*DESCRIPTION OF THE TASK:*
Please copy out every line of the listing below in which the word "crate" appears.

*RECORDS FOR THE EXERCISE:*
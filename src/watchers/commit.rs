//! Commits pending transfers on an L2 source once a route's threshold is met

use async_trait::async_trait;
use std::collections::BTreeSet;
use std::sync::Arc;
use std::time::Duration;
use tokio::sync::Mutex;
use tracing::{debug, info};

use super::{report, Watcher};
use crate::error::{BonderError, HandlerResult, Outcome};
use crate::state::{AppState, ChainContext, SentAtGuard};

pub struct CommitTransfersWatcher {
    state: AppState,
    chain: Arc<ChainContext>,
    /// In-flight commit per destination chain id
    sent_at: Mutex<SentAtGuard<u64>>,
}

impl CommitTransfersWatcher {
    pub fn new(state: AppState, chain: Arc<ChainContext>) -> Self {
        let ttl = state.timing.tx_retry_delay();
        Self {
            state,
            chain,
            sent_at: Mutex::new(SentAtGuard::new(ttl)),
        }
    }

    pub async fn handle(&self, destination: u64) -> HandlerResult {
        if self.sent_at.lock().await.is_pending(&destination) {
            info!(
                chain = %self.chain.slug,
                destination,
                "Commit transaction already in mempool"
            );
            return Ok(Outcome::Skipped);
        }

        let pending = self
            .chain
            .client
            .pending_amount_for_chain_id(destination)
            .await?;
        let threshold = self.chain.commit_threshold(destination);
        if pending.is_zero() || pending <= threshold {
            debug!(
                chain = %self.chain.slug,
                destination,
                pending = %pending,
                threshold = %threshold,
                "Pending amount below commit threshold"
            );
            return Ok(Outcome::Skipped);
        }

        if self.state.is_dry() {
            info!(chain = %self.chain.slug, destination, pending = %pending, "Would commit transfers");
            return Ok(Outcome::DryRun);
        }

        if !self.sent_at.lock().await.try_acquire(destination) {
            return Ok(Outcome::Skipped);
        }

        let result = self.chain.client.commit_transfers(destination).await;
        self.sent_at.lock().await.release(&destination);
        let tx_hash = result?;

        self.state
            .notifier
            .info(&format!(
                "commitTransfers {} -> {} pending {} tx {}",
                self.chain.chain_id, destination, pending, tx_hash
            ))
            .await;
        Ok(Outcome::Sent { tx_hash })
    }
}

#[async_trait]
impl Watcher for CommitTransfersWatcher {
    fn name(&self) -> &'static str {
        "commit_transfers"
    }

    fn chain(&self) -> &ChainContext {
        &self.chain
    }

    fn poll_interval(&self) -> Duration {
        Duration::from_millis(self.state.timing.commit_poll_interval_ms)
    }

    async fn poll(&self) -> Result<(), BonderError> {
        let destinations: BTreeSet<u64> = self
            .state
            .store
            .get_uncommitted_transfers(self.chain.chain_id, None)
            .await?
            .into_iter()
            .filter_map(|t| t.destination_chain_id)
            .collect();

        for destination in destinations {
            let result = self.handle(destination).await;
            let item = format!("route {}->{}", self.chain.chain_id, destination);
            report(&self.state, &self.chain, self.name(), &item, result).await?;
        }
        Ok(())
    }
}
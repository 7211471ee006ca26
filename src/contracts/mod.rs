//! Contract bindings

pub mod bridge;
pub mod relay;

pub use bridge::{Bridge, Erc4626Vault, L1Bridge, L2Bridge, MessengerWrapper};
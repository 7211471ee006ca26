//! Identifier hashes for transfers and transfer roots
//!
//! These must byte-match the bridge contracts:
//! - `transferId = keccak256(abi.encode(chainId, recipient, amount, transferNonce, bonderFee, amountOutMin, deadline))`
//! - `transferRootId = keccak256(abi.encodePacked(rootHash, totalAmount))`
//!
//! Every value is a 32-byte big-endian word, so `abi.encode` and `abi.encodePacked`
//! produce the same layout for the root id.

use alloy::primitives::{Address, B256, U256};
use tiny_keccak::{Hasher, Keccak};

/// Compute keccak256 hash of data
pub fn keccak256(data: &[u8]) -> [u8; 32] {
    let mut hasher = Keccak::v256();
    hasher.update(data);
    let mut output = [0u8; 32];
    hasher.finalize(&mut output);
    output
}

/// Fields hashed into a transfer id, in contract order.
#[derive(Debug, Clone, Copy, PartialEq, Eq)]
pub struct TransferIdFields {
    /// Destination chain id
    pub chain_id: u64,
    pub recipient: Address,
    pub amount: U256,
    pub transfer_nonce: B256,
    pub bonder_fee: U256,
    pub amount_out_min: U256,
    pub deadline: U256,
}

/// Compute the transfer id that matches `Bridge.getTransferId`
pub fn transfer_id(fields: &TransferIdFields) -> B256 {
    // abi.encode layout: 7 words * 32 bytes = 224 bytes
    let mut data = [0u8; 224];

    // Word 0: chainId (uint256, we only use u64)
    data[24..32].copy_from_slice(&fields.chain_id.to_be_bytes());

    // Word 1: recipient (address, left-padded to 32 bytes)
    data[32 + 12..64].copy_from_slice(fields.recipient.as_slice());

    // Word 2: amount (uint256)
    data[64..96].copy_from_slice(&fields.amount.to_be_bytes::<32>());

    // Word 3: transferNonce (bytes32)
    data[96..128].copy_from_slice(fields.transfer_nonce.as_slice());

    // Word 4: bonderFee (uint256)
    data[128..160].copy_from_slice(&fields.bonder_fee.to_be_bytes::<32>());

    // Word 5: amountOutMin (uint256)
    data[160..192].copy_from_slice(&fields.amount_out_min.to_be_bytes::<32>());

    // Word 6: deadline (uint256)
    data[192..224].copy_from_slice(&fields.deadline.to_be_bytes::<32>());

    B256::from(keccak256(&data))
}

/// Compute the transfer root id that matches `Bridge.getTransferRootId`
pub fn transfer_root_id(root_hash: B256, total_amount: U256) -> B256 {
    let mut data = [0u8; 64];
    data[0..32].copy_from_slice(root_hash.as_slice());
    data[32..64].copy_from_slice(&total_amount.to_be_bytes::<32>());
    B256::from(keccak256(&data))
}

/// Convert bytes to hex string with 0x prefix
pub fn bytes32_to_hex(bytes: &[u8; 32]) -> String {
    format!("0x{}", hex::encode(bytes))
}

#[cfg(test)]
mod tests {
    use super::*;

    fn word(n: u8) -> B256 {
        let mut b = [0u8; 32];
        b[31] = n;
        B256::from(b)
    }

    #[test]
    fn test_keccak256() {
        let result = keccak256(b"hello");
        assert_eq!(
            bytes32_to_hex(&result),
            "0x1c8aff950685c2ed4bc3174f3472287b56d9517b9c948127319a09a7a36deac8"
        );
        assert_eq!(
            bytes32_to_hex(&keccak256(b"")),
            "0xc5d2460186f7233c927e7db2dcc703c0e500b653ca82273b7bfad8045d85a470"
        );
    }

    #[test]
    fn test_transfer_id_vector() {
        let fields = TransferIdFields {
            chain_id: 10,
            recipient: Address::repeat_byte(0x11),
            amount: U256::from(1_000_000_000_000_000_000u128),
            transfer_nonce: B256::repeat_byte(0x22),
            bonder_fee: U256::from(1_000_000_000_000_000u128),
            amount_out_min: U256::ZERO,
            deadline: U256::ZERO,
        };

        assert_eq!(
            bytes32_to_hex(&transfer_id(&fields).0),
            "0x6a9ae5508123a774b9f10f9df2254ed9bcf07d3c67821270c02b08f48022be05"
        );
        // Stable across calls
        assert_eq!(transfer_id(&fields), transfer_id(&fields));
    }

    #[test]
    fn test_transfer_id_depends_on_every_field() {
        let base = TransferIdFields {
            chain_id: 10,
            recipient: Address::repeat_byte(0x11),
            amount: U256::from(100u64),
            transfer_nonce: B256::repeat_byte(0x22),
            bonder_fee: U256::from(1u64),
            amount_out_min: U256::ZERO,
            deadline: U256::ZERO,
        };
        let id = transfer_id(&base);

        assert_ne!(id, transfer_id(&TransferIdFields { chain_id: 42161, ..base }));
        assert_ne!(id, transfer_id(&TransferIdFields { bonder_fee: U256::from(2u64), ..base }));
        assert_ne!(id, transfer_id(&TransferIdFields { deadline: U256::from(1u64), ..base }));
    }

    #[test]
    fn test_transfer_root_id_vector() {
        let root: B256 = "0x4f7901f93f63ad7faaf7b02f727cf9df45a2c81755de36dd17b49e14f3e4f3ca"
            .parse()
            .unwrap();

        let id = transfer_root_id(root, U256::from(1000u64));

        assert_eq!(
            bytes32_to_hex(&id.0),
            "0x80d4009b06f2818ad406e7b61bc83df23f6f9f92dcc4f263b3b3d22f7786a4c2"
        );
        assert_ne!(id, transfer_root_id(root, U256::from(1001u64)));
        assert_ne!(id, transfer_root_id(word(1), U256::from(1000u64)));
    }
}
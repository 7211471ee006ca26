//! Prometheus metrics for the bonder node

use prometheus::{GaugeVec, IntCounterVec, IntGauge, IntGaugeVec, Opts, Registry};

/// Prometheus metrics
pub struct Metrics {
    /// Bridge events handled, by chain and event name
    pub events_synced_total: IntCounterVec,
    /// Highest block fully synced, per chain
    pub last_synced_block: IntGaugeVec,
    /// Transactions by chain, action and status (sent, reverted, dry_run, already_handled)
    pub transactions_total: IntCounterVec,
    /// Handler failures by chain, watcher and error kind
    pub handler_errors_total: IntCounterVec,
    /// Available bonder credit per chain (token base units, lossy)
    pub available_credit: GaugeVec,
    /// Records still missing derived fields, per chain
    pub incomplete_items: IntGaugeVec,
    /// Set to 1 once every chain finished its initial sync
    pub up: IntGauge,
    pub registry: Registry,
}

impl Default for Metrics {
    fn default() -> Self {
        Self::new()
    }
}

impl Metrics {
    pub fn new() -> Self {
        let registry = Registry::new();

        let events_synced_total = IntCounterVec::new(
            Opts::new("bonder_events_synced_total", "Total bridge events handled"),
            &["chain", "event"],
        )
        .expect("constant metric name is valid");

        let last_synced_block = IntGaugeVec::new(
            Opts::new("bonder_last_synced_block", "Last block synced per chain"),
            &["chain"],
        )
        .expect("constant metric name is valid");

        let transactions_total = IntCounterVec::new(
            Opts::new("bonder_transactions_total", "Bonder transactions by outcome"),
            &["chain", "action", "status"],
        )
        .expect("constant metric name is valid");

        let handler_errors_total = IntCounterVec::new(
            Opts::new("bonder_handler_errors_total", "Watcher handler failures"),
            &["chain", "watcher", "kind"],
        )
        .expect("constant metric name is valid");

        let available_credit = GaugeVec::new(
            Opts::new("bonder_available_credit", "Available bonder credit per chain"),
            &["chain"],
        )
        .expect("constant metric name is valid");

        let incomplete_items = IntGaugeVec::new(
            Opts::new(
                "bonder_incomplete_items",
                "Ledger records still missing derived fields",
            ),
            &["chain"],
        )
        .expect("constant metric name is valid");

        let up = IntGauge::new("bonder_up", "1 once the initial sync has completed")
            .expect("constant metric name is valid");

        registry
            .register(Box::new(events_synced_total.clone()))
            .expect("metric registration must not be called twice");
        registry
            .register(Box::new(last_synced_block.clone()))
            .expect("metric registration must not be called twice");
        registry
            .register(Box::new(transactions_total.clone()))
            .expect("metric registration must not be called twice");
        registry
            .register(Box::new(handler_errors_total.clone()))
            .expect("metric registration must not be called twice");
        registry
            .register(Box::new(available_credit.clone()))
            .expect("metric registration must not be called twice");
        registry
            .register(Box::new(incomplete_items.clone()))
            .expect("metric registration must not be called twice");
        registry
            .register(Box::new(up.clone()))
            .expect("metric registration must not be called twice");

        Self {
            events_synced_total,
            last_synced_block,
            transactions_total,
            handler_errors_total,
            available_credit,
            incomplete_items,
            up,
            registry,
        }
    }

    pub fn record_tx(&self, chain: &str, action: &str, status: &str) {
        self.transactions_total
            .with_label_values(&[chain, action, status])
            .inc();
    }

    pub fn record_error(&self, chain: &str, watcher: &str, kind: &str) {
        self.handler_errors_total
            .with_label_values(&[chain, watcher, kind])
            .inc();
    }
}

#[cfg(test)]
mod tests {
    use super::*;

    #[test]
    fn test_metrics_register_and_gather() {
        let metrics = Metrics::new();
        metrics.record_tx("optimism", "bond_withdrawal", "sent");
        metrics.record_error("ethereum", "challenge", "transient");
        metrics.up.set(1);

        let names: Vec<String> = metrics
            .registry
            .gather()
            .iter()
            .map(|f| f.get_name().to_string())
            .collect();
        assert!(names.contains(&"bonder_transactions_total".to_string()));
        assert!(names.contains(&"bonder_handler_errors_total".to_string()));
        assert!(names.contains(&"bonder_up".to_string()));
        assert_eq!(
            metrics
                .transactions_total
                .with_label_values(&["optimism", "bond_withdrawal", "sent"])
                .get(),
            1
        );
    }
}
#[async_trait]
impl LedgerStore for PgLedgerStore {
    async fn get_by_transfer_id(&self, transfer_id: B256) -> Result<Option<Transfer>> {
        let sql = format!("SELECT {} FROM transfers WHERE transfer_id = $1", TRANSFER_COLUMNS);
        let row = sqlx::query_as::<_, TransferRow>(&sql)
            .bind(hex(&transfer_id))
            .fetch_optional(&self.pool)
            .await
            .wrap_err("Failed to get transfer")?;

        row.map(Transfer::try_from).transpose()
    }

    async fn update_transfer(&self, transfer_id: B256, update: TransferUpdate) -> Result<()> {
        let mut qb = build_upsert(
            "transfers",
            "transfer_id",
            hex(&transfer_id),
            transfer_columns(&update),
        );
        qb.build()
            .execute(&self.pool)
            .await
            .wrap_err("Failed to update transfer")?;
        Ok(())
    }

    async fn get_by_transfer_root_id(
        &self,
        transfer_root_id: B256,
    ) -> Result<Option<TransferRoot>> {
        let sql = format!(
            "SELECT {} FROM transfer_roots WHERE transfer_root_id = $1",
            ROOT_COLUMNS
        );
        let row = sqlx::query_as::<_, TransferRootRow>(&sql)
            .bind(hex(&transfer_root_id))
            .fetch_optional(&self.pool)
            .await
            .wrap_err("Failed to get transfer root")?;

        row.map(TransferRoot::try_from).transpose()
    }

    async fn get_by_transfer_root_hash(&self, root_hash: B256) -> Result<Option<TransferRoot>> {
        let sql = format!(
            "SELECT {} FROM transfer_roots WHERE transfer_root_hash = $1 \
             ORDER BY committed DESC LIMIT 1",
            ROOT_COLUMNS
        );
        let row = sqlx::query_as::<_, TransferRootRow>(&sql)
            .bind(hex(&root_hash))
            .fetch_optional(&self.pool)
            .await
            .wrap_err("Failed to get transfer root by hash")?;

        row.map(TransferRoot::try_from).transpose()
    }

    async fn update_transfer_root(
        &self,
        transfer_root_id: B256,
        update: TransferRootUpdate,
    ) -> Result<()> {
        let mut qb = build_upsert(
            "transfer_roots",
            "transfer_root_id",
            hex(&transfer_root_id),
            root_columns(&update),
        );
        qb.build()
            .execute(&self.pool)
            .await
            .wrap_err("Failed to update transfer root")?;
        Ok(())
    }

    async fn get_transfers_by_root_hash(&self, root_hash: B256) -> Result<Vec<Transfer>> {
        let sql = format!(
            "SELECT {} FROM transfers WHERE transfer_root_hash = $1 {}",
            TRANSFER_COLUMNS, TRANSFER_ORDER
        );
        let rows = sqlx::query_as::<_, TransferRow>(&sql)
            .bind(hex(&root_hash))
            .fetch_all(&self.pool)
            .await
            .wrap_err("Failed to get transfers by root hash")?;

        rows.into_iter().map(Transfer::try_from).collect()
    }

    async fn get_uncommitted_transfers(
        &self,
        source_chain_id: u64,
        destination_chain_id: Option<u64>,
    ) -> Result<Vec<Transfer>> {
        let rows = self
            .fetch_transfers(
                "source_chain_id = $1 AND transfer_root_hash IS NULL AND is_not_found = FALSE",
                Some(source_chain_id),
            )
            .await?;
        Ok(rows
            .into_iter()
            .filter(|t| queries::uncommitted_transfer(t, source_chain_id, destination_chain_id))
            .collect())
    }

    async fn get_unbonded_sent_transfers(
        &self,
        source_chain_id: u64,
        clock: &QueryClock,
    ) -> Result<Vec<Transfer>> {
        let rows = self
            .fetch_transfers(
                "source_chain_id = $1 AND is_bondable = TRUE AND withdrawal_bonded = FALSE \
                 AND is_transfer_spent = FALSE AND is_not_found = FALSE",
                Some(source_chain_id),
            )
            .await?;
        Ok(rows
            .into_iter()
            .filter(|t| queries::unbonded_sent_transfer(t, source_chain_id, clock))
            .collect())
    }

    async fn get_unbonded_transfer_roots(
        &self,
        source_chain_id: u64,
        destination_chain_id: Option<u64>,
        clock: &QueryClock,
    ) -> Result<Vec<TransferRoot>> {
        let rows = self
            .fetch_roots(
                "source_chain_id = $1 AND bonded = FALSE AND confirmed = FALSE \
                 AND is_not_found = FALSE",
                Some(source_chain_id),
                None,
            )
            .await?;
        Ok(rows
            .into_iter()
            .filter(|r| queries::unbonded_root(r, source_chain_id, destination_chain_id, clock))
            .collect())
    }

    async fn get_exitable_transfer_roots(
        &self,
        source_chain_id: u64,
        source_is_oru: bool,
        clock: &QueryClock,
    ) -> Result<Vec<TransferRoot>> {
        let rows = self
            .fetch_roots(
                "source_chain_id = $1 AND confirmed = FALSE AND is_not_found = FALSE",
                Some(source_chain_id),
                None,
            )
            .await?;
        Ok(rows
            .into_iter()
            .filter(|r| queries::exitable_root(r, source_chain_id, source_is_oru, clock))
            .collect())
    }

    async fn get_confirmable_transfer_roots(
        &self,
        source_chain_id: u64,
        challenge_period_secs: u64,
        clock: &QueryClock,
    ) -> Result<Vec<TransferRoot>> {
        let rows = self
            .fetch_roots(
                "source_chain_id = $1 AND bonded = TRUE AND confirmed = FALSE \
                 AND challenged = FALSE AND is_not_found = FALSE",
                Some(source_chain_id),
                None,
            )
            .await?;
        Ok(rows
            .into_iter()
            .filter(|r| {
                queries::confirmable_root(r, source_chain_id, challenge_period_secs, clock)
            })
            .collect())
    }

    async fn get_unsettled_transfer_roots(
        &self,
        destination_chain_id: u64,
        clock: &QueryClock,
    ) -> Result<Vec<TransferRoot>> {
        let rows = self
            .fetch_roots(
                "destination_chain_id = $1 AND root_set_tx_hash IS NOT NULL \
                 AND all_settled = FALSE AND is_not_found = FALSE",
                Some(destination_chain_id),
                None,
            )
            .await?;
        Ok(rows
            .into_iter()
            .filter(|r| queries::unsettled_root(r, destination_chain_id, clock))
            .collect())
    }

    async fn get_challengeable_transfer_roots(
        &self,
        clock: &QueryClock,
    ) -> Result<Vec<TransferRoot>> {
        let rows = self
            .fetch_roots(
                "bonded = TRUE AND committed = FALSE AND challenged = FALSE \
                 AND challenge_expired = FALSE AND is_not_found = FALSE",
                None,
                None,
            )
            .await?;
        Ok(rows
            .into_iter()
            .filter(|r| queries::challengeable_root(r, clock))
            .collect())
    }

    async fn get_resolvable_transfer_roots(
        &self,
        resolution_period_secs: u64,
        clock: &QueryClock,
    ) -> Result<Vec<TransferRoot>> {
        let rows = self
            .fetch_roots(
                "challenged = TRUE AND challenge_expired = FALSE AND is_not_found = FALSE",
                None,
                None,
            )
            .await?;
        Ok(rows
            .into_iter()
            .filter(|r| queries::resolvable_root(r, resolution_period_secs, clock))
            .collect())
    }

    async fn get_incomplete_items(&self, chain_id: u64, is_l1: bool) -> Result<IncompleteItems> {
        let transfers = self
            .fetch_transfers(
                "(source_chain_id = $1 OR destination_chain_id = $1) AND is_not_found = FALSE \
                 AND (transfer_sent_timestamp IS NULL OR transfer_sent_index IS NULL \
                      OR withdrawal_bonder IS NULL)",
                Some(chain_id),
            )
            .await?
            .into_iter()
            .filter(|t| queries::incomplete_transfer(t, chain_id))
            .collect();

        let transfer_roots = self
            .fetch_roots(
                "(source_chain_id = $1 OR destination_chain_id = $1 OR $2) \
                 AND is_not_found = FALSE",
                Some(chain_id),
                Some(is_l1),
            )
            .await?
            .into_iter()
            .filter(|r| queries::incomplete_root(r, chain_id, is_l1))
            .collect();

        Ok(IncompleteItems {
            transfers,
            transfer_roots,
        })
    }

    async fn get_checkpoint(&self, key: &SyncKey) -> Result<Option<u64>> {
        let row = sqlx::query(
            r#"
            SELECT last_synced_block FROM sync_state
            WHERE chain_id = $1 AND contract_address = $2 AND event_name = $3
            "#,
        )
        .bind(key.chain_id as i64)
        .bind(hex(&key.contract_address))
        .bind(key.event_name)
        .fetch_optional(&self.pool)
        .await
        .wrap_err("Failed to get sync checkpoint")?;

        Ok(row.map(|r| r.get::<i64, _>("last_synced_block").max(0) as u64))
    }

    async fn set_checkpoint(&self, key: &SyncKey, block: u64) -> Result<()> {
        sqlx::query(
            r#"
            INSERT INTO sync_state (chain_id, contract_address, event_name, last_synced_block, updated_at)
            VALUES ($1, $2, $3, $4, NOW())
            ON CONFLICT (chain_id, contract_address, event_name)
            DO UPDATE SET last_synced_block = $4, updated_at = NOW()
            "#,
        )
        .bind(key.chain_id as i64)
        .bind(hex(&key.contract_address))
        .bind(key.event_name)
        .bind(block as i64)
        .execute(&self.pool)
        .await
        .wrap_err("Failed to set sync checkpoint")?;

        Ok(())
    }
}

*ANSWER TO THE PROBLEM:*
use crate::error::{BonderError, HandlerResult, Outcome};
use crate::state::{AppState, ChainContext, SentAtGuard};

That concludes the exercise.